Data extract: Begin

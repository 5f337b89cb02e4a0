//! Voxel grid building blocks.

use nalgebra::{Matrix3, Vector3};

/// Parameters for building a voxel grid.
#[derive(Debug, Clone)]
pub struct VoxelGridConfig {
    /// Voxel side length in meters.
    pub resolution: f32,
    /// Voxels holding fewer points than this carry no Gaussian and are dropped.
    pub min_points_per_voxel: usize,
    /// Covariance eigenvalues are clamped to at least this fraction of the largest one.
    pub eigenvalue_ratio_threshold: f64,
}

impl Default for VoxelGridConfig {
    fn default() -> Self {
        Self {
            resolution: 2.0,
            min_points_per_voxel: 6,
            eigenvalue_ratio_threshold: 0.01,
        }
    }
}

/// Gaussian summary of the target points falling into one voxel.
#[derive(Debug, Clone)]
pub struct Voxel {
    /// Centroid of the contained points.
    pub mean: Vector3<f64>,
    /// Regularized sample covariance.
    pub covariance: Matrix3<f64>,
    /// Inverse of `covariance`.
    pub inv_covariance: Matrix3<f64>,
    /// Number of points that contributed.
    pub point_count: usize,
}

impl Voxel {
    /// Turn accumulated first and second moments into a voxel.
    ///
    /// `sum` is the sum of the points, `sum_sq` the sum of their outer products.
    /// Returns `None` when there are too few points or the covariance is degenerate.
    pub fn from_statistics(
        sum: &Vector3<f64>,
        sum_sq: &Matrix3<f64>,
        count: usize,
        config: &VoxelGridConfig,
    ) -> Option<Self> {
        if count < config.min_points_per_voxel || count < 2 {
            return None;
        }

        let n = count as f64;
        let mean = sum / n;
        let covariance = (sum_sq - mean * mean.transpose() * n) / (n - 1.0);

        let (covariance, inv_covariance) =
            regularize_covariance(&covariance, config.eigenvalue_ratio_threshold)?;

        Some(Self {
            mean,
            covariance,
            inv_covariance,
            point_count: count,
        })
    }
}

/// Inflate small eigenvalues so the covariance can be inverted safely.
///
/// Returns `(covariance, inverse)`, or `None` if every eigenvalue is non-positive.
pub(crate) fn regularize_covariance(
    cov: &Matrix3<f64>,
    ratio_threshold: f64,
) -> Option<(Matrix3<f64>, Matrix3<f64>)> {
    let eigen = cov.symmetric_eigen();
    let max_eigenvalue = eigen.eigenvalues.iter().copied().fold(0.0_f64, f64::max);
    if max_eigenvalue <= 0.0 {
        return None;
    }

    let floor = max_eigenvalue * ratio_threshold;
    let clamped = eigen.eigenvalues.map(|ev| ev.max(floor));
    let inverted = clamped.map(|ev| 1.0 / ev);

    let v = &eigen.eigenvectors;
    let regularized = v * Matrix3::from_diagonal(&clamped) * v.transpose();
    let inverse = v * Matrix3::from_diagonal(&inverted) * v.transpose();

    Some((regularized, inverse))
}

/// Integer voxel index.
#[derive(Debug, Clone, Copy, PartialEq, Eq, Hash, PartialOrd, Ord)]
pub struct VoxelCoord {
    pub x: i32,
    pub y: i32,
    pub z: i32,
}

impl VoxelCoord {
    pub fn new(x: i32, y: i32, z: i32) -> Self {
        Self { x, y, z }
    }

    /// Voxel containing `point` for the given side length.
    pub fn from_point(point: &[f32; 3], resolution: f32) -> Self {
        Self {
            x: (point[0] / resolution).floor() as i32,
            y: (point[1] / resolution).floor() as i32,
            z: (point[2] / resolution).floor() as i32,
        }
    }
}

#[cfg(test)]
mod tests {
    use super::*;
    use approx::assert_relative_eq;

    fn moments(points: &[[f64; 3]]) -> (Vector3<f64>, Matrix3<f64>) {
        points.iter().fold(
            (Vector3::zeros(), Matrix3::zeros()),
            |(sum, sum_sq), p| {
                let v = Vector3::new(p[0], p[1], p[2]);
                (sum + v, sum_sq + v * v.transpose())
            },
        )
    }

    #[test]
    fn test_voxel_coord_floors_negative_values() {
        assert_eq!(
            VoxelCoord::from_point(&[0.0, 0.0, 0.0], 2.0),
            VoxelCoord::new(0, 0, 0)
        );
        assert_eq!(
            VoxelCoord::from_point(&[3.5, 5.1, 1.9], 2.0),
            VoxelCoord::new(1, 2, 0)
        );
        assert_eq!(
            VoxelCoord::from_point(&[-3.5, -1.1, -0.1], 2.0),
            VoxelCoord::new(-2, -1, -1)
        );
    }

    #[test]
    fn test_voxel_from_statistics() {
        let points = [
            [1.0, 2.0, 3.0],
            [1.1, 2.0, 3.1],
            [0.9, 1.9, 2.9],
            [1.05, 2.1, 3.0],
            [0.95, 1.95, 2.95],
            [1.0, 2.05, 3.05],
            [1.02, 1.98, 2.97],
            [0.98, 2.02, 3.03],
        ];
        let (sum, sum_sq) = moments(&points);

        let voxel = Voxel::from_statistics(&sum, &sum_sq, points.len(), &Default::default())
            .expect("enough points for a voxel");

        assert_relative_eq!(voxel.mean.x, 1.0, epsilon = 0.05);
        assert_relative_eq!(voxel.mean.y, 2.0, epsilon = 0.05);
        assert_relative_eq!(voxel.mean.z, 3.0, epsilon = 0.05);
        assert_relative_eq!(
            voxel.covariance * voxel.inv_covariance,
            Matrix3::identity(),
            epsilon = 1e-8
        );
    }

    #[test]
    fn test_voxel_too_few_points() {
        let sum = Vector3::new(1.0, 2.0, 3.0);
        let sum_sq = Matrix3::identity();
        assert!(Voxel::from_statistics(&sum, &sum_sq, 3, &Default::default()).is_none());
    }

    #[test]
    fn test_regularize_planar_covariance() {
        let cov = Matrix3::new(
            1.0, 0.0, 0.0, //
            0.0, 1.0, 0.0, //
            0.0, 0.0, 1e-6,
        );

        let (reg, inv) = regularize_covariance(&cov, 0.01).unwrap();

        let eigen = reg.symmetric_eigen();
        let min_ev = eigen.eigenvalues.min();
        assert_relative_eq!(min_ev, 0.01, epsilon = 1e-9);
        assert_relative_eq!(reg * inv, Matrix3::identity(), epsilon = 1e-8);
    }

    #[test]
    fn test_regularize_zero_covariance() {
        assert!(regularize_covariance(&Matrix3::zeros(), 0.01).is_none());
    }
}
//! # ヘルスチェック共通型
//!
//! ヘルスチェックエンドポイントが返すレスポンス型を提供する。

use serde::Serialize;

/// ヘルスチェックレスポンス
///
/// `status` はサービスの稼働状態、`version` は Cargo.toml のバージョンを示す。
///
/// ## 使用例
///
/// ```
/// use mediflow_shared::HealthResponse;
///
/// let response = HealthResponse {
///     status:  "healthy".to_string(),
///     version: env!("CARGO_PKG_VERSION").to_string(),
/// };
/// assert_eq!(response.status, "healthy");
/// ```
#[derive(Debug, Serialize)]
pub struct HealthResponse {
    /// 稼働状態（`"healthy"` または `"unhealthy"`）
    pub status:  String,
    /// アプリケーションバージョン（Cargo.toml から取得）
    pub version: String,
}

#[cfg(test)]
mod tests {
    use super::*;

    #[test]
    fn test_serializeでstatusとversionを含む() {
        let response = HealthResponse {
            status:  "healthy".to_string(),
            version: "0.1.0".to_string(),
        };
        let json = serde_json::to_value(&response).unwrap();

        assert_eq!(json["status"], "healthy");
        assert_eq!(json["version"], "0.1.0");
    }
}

Data extract: End

» **Exercise aim**
Indicate how many lines of the material include the word "building"; the number alone is required.

» **Result of the task**
2